Grace had asked me to move in with her, and be her roommate, since she didn't really have any, neither did I. We had those big rooms all to ourselves, not like I had a choice. I wasn't too good with people, and Mum knew that. That was why she didn't push it, plus, not all rich kids love living on campus anyway. I mean don't get me wrong, NAUN had one of the best accommodations I had ever seen, but home was home. Who would ever want to give up sleeping in their own beds and being attended to by maids for anything?

I rubbed my arms to keep myself warm, letting out an exasperated sigh. Talking about home, made me so sad all of a sudden. Mum and I had left things on a rough patch, the last time I went back. I still couldn't believe she had said all that to me. That she blamed me for everything that had happened to her. I mean she wasn't entirely wrong, she left her first husband, because i told her he always asked me to touch his penis, the second was just as horrible as the one before him. He used to hit me, and then her too.

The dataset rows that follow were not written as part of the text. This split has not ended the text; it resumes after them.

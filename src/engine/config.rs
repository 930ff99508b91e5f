//! Engine configuration, persisted as JSON

use std::io;
use std::path::Path;
use std::time::Duration;

use serde::{Deserialize, Serialize};

use crate::core::error::Error;
use crate::core::types::Result;
use crate::picking::PICK_PIXEL_TOLERANCE;
use crate::render::RenderOptions;
use crate::streaming::DEFAULT_DEBOUNCE;
use crate::style::Color;

#[derive(Debug, Clone, PartialEq, Serialize, Deserialize)]
#[serde(default)]
pub struct CameraConfig {
    pub center_lon: f64,
    pub center_lat: f64,
    pub zoom: f64,
}

impl Default for CameraConfig {
    fn default() -> Self {
        Self {
            center_lon: 0.0,
            center_lat: 0.0,
            zoom: 2.0,
        }
    }
}

#[derive(Debug, Clone, PartialEq, Serialize, Deserialize)]
#[serde(default)]
pub struct FetchConfig {
    /// Quiet period after the last camera change before fetching
    pub debounce_ms: u64,
}

impl Default for FetchConfig {
    fn default() -> Self {
        Self {
            debounce_ms: DEFAULT_DEBOUNCE.as_millis() as u64,
        }
    }
}

#[derive(Debug, Clone, PartialEq, Serialize, Deserialize)]
#[serde(default)]
pub struct PickConfig {
    /// Click tolerance in screen pixels
    pub pixel_tolerance: f64,
}

impl Default for PickConfig {
    fn default() -> Self {
        Self {
            pixel_tolerance: PICK_PIXEL_TOLERANCE,
        }
    }
}

#[derive(Debug, Clone, PartialEq, Serialize, Deserialize)]
#[serde(default)]
pub struct RenderConfig {
    pub background: Color,
    pub highlight: Color,
    pub frame_budget_ms: f32,
    /// Time each draw pass
    pub profile_passes: bool,
}

impl Default for RenderConfig {
    fn default() -> Self {
        let options = RenderOptions::default();
        Self {
            background: options.background,
            highlight: options.highlight,
            frame_budget_ms: 16.0,
            profile_passes: true,
        }
    }
}

impl RenderConfig {
    pub fn options(&self) -> RenderOptions {
        RenderOptions {
            background: self.background,
            highlight: self.highlight,
        }
    }

    /// Per-frame time budget; fails when `frame_budget_ms` is out of range
    pub fn frame_budget(&self) -> Result<Duration> {
        // Divide as Duration so whole milliseconds stay exact
        Duration::try_from_secs_f32(self.frame_budget_ms.max(0.0))
            .map(|budget| budget / 1000)
            .map_err(|e| Error::Config(format!("frame_budget_ms = {}: {}", self.frame_budget_ms, e)))
    }
}

/// Complete engine configuration
#[derive(Debug, Clone, Default, PartialEq, Serialize, Deserialize)]
#[serde(default)]
pub struct EngineConfig {
    pub camera: CameraConfig,
    pub fetch: FetchConfig,
    pub pick: PickConfig,
    pub render: RenderConfig,
}

impl EngineConfig {
    pub fn debounce(&self) -> Duration {
        Duration::from_millis(self.fetch.debounce_ms)
    }

    /// Save to file (sync)
    pub fn save_sync(&self, path: &Path) -> std::result::Result<(), io::Error> {
        let json = serde_json::to_string_pretty(self)
            .map_err(|e| io::Error::new(io::ErrorKind::Other, e))?;

        if let Some(parent) = path.parent() {
            std::fs::create_dir_all(parent)?;
        }

        std::fs::write(path, json)
    }

    /// Load from file (sync); missing fields take their defaults
    pub fn load_sync(path: &Path) -> std::result::Result<Self, io::Error> {
        let json = std::fs::read_to_string(path)?;
        let config: Self = serde_json::from_str(&json)
            .map_err(|e| io::Error::new(io::ErrorKind::InvalidData, e.to_string()))?;
        config
            .render
            .frame_budget()
            .map_err(|e| io::Error::new(io::ErrorKind::InvalidData, e.to_string()))?;
        Ok(config)
    }
}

He abused her physically and verbally, of course she had to leave. What sane woman wouldn't? The third wasn't entirely my fault, he was a drunk, and a drug addict. How was any of that my fault? And the fourth, trust me, you don't want to know about that guy, or his family. Let's just say I hate talking about him. Not like I talked about any of my mother's exs', but that one, that one, neither I or my mum could ever talk about him without bringing tears to both our eyes. She hated him just as much as I did, and we promised to forget, and never talk about him ever again-

"Kora."

I froze for a second, not daring to move when I heard my name. I didn't freeze because I heard my name, I froze because I knew exactly who it was that had called me. I hesitated for a while, placing a hand on my left cheek, where Seven had slapped me. Last I checked, I could still see her prints perfectly carved on my skin, and that was just five minutes ago. I could still feel it. You know when an African tells you that they could slap you, and forget their hands on your face, yeah, that was exactly what Seven had done to me. My cheek was still so sore, and my jaw was numb. I had spent the entire afternoon wondering if she lifted weights or something.

God, I couldn't let him see me like this. It was bad enough he had seen all that had happened earlier, the last thing I needed was giving him something to worry about. Even though he didn't stand up for me, or defend me out there, I knew it wasn't his fault. I knew I couldn't possibly blame him for it. I knew he had found me at that moment, to make up for it. I knew he couldn't possibly pretend to not care about me. Luke loved me. No matter how much he pushed me away, and tried to pretend like he didn't, I knew he still did. I knew he loved me.

I took a deep breath, and then turned to him. Trying not to get too excited, even when my heart raced so fast, just watching him stand a few steps in front of me with his eyes glued on me.